THE TASK: For this exercise, please find the lines in the entries that include the word "ResumePoint" and copy them.

GIVEN INFORMATION:
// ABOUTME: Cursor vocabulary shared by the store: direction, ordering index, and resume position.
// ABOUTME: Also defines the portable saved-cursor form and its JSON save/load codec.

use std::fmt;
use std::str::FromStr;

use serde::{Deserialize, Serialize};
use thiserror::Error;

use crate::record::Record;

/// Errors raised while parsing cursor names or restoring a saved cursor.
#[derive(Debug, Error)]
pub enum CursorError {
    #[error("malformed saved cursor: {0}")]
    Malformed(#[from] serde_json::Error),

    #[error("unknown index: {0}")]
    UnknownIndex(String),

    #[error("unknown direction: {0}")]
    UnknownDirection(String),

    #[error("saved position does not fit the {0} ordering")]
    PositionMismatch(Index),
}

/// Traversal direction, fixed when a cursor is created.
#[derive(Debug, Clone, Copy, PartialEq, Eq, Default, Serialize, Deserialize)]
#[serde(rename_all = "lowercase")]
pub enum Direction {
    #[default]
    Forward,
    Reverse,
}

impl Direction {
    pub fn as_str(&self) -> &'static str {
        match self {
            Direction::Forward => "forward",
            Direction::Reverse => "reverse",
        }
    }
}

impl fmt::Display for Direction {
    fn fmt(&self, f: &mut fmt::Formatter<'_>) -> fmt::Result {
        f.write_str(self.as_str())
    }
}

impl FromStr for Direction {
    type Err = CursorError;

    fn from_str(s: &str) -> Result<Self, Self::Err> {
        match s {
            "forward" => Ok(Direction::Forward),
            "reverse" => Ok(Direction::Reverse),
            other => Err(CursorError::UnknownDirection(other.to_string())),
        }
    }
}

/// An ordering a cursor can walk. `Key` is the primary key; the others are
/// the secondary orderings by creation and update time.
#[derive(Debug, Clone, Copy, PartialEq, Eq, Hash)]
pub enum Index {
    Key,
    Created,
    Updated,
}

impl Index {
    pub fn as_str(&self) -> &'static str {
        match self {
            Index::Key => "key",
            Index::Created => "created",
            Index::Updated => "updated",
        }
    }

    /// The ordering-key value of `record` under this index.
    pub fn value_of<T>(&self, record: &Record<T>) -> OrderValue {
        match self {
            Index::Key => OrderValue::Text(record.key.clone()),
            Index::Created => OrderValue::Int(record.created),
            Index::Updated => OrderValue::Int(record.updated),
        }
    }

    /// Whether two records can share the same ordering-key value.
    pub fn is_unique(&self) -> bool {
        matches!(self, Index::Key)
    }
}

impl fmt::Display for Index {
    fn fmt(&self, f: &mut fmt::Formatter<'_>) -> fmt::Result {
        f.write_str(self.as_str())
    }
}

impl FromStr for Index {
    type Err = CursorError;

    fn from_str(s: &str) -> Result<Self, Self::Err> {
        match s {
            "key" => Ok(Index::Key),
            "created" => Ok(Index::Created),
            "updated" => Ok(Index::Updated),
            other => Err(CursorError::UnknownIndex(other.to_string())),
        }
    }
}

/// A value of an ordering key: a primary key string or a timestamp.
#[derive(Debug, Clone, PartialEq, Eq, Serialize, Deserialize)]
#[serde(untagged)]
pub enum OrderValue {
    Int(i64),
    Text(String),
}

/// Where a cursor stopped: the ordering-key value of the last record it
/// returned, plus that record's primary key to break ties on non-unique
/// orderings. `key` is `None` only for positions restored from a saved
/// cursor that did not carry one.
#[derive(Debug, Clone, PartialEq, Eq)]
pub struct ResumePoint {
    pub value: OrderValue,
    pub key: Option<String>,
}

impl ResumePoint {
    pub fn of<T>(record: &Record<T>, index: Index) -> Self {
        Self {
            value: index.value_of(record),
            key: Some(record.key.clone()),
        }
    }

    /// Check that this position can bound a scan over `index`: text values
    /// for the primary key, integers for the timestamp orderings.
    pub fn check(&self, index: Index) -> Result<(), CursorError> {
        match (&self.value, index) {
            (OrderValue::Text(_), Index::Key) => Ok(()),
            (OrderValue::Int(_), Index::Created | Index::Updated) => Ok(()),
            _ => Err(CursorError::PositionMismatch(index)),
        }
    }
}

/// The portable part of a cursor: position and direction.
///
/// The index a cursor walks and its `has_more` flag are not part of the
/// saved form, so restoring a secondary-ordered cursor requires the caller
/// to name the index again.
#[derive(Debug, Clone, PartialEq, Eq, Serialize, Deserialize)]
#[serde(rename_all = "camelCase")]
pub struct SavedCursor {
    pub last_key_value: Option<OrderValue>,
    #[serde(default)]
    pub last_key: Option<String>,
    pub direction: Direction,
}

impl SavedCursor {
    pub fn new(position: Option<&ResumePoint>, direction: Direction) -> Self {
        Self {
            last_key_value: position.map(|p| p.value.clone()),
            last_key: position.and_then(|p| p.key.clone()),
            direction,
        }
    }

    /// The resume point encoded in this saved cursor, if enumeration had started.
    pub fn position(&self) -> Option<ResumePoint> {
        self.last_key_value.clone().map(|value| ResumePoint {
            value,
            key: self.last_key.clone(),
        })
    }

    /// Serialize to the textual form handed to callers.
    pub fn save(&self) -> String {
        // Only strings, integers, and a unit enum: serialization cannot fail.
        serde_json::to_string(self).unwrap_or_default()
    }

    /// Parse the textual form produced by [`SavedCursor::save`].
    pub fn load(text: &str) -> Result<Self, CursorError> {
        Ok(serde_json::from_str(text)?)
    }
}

ANSWER BOX:
pub struct ResumePoint {
impl ResumePoint {
    pub fn new(position: Option<&ResumePoint>, direction: Direction) -> Self {
    pub fn position(&self) -> Option<ResumePoint> {
        self.last_key_value.clone().map(|value| ResumePoint {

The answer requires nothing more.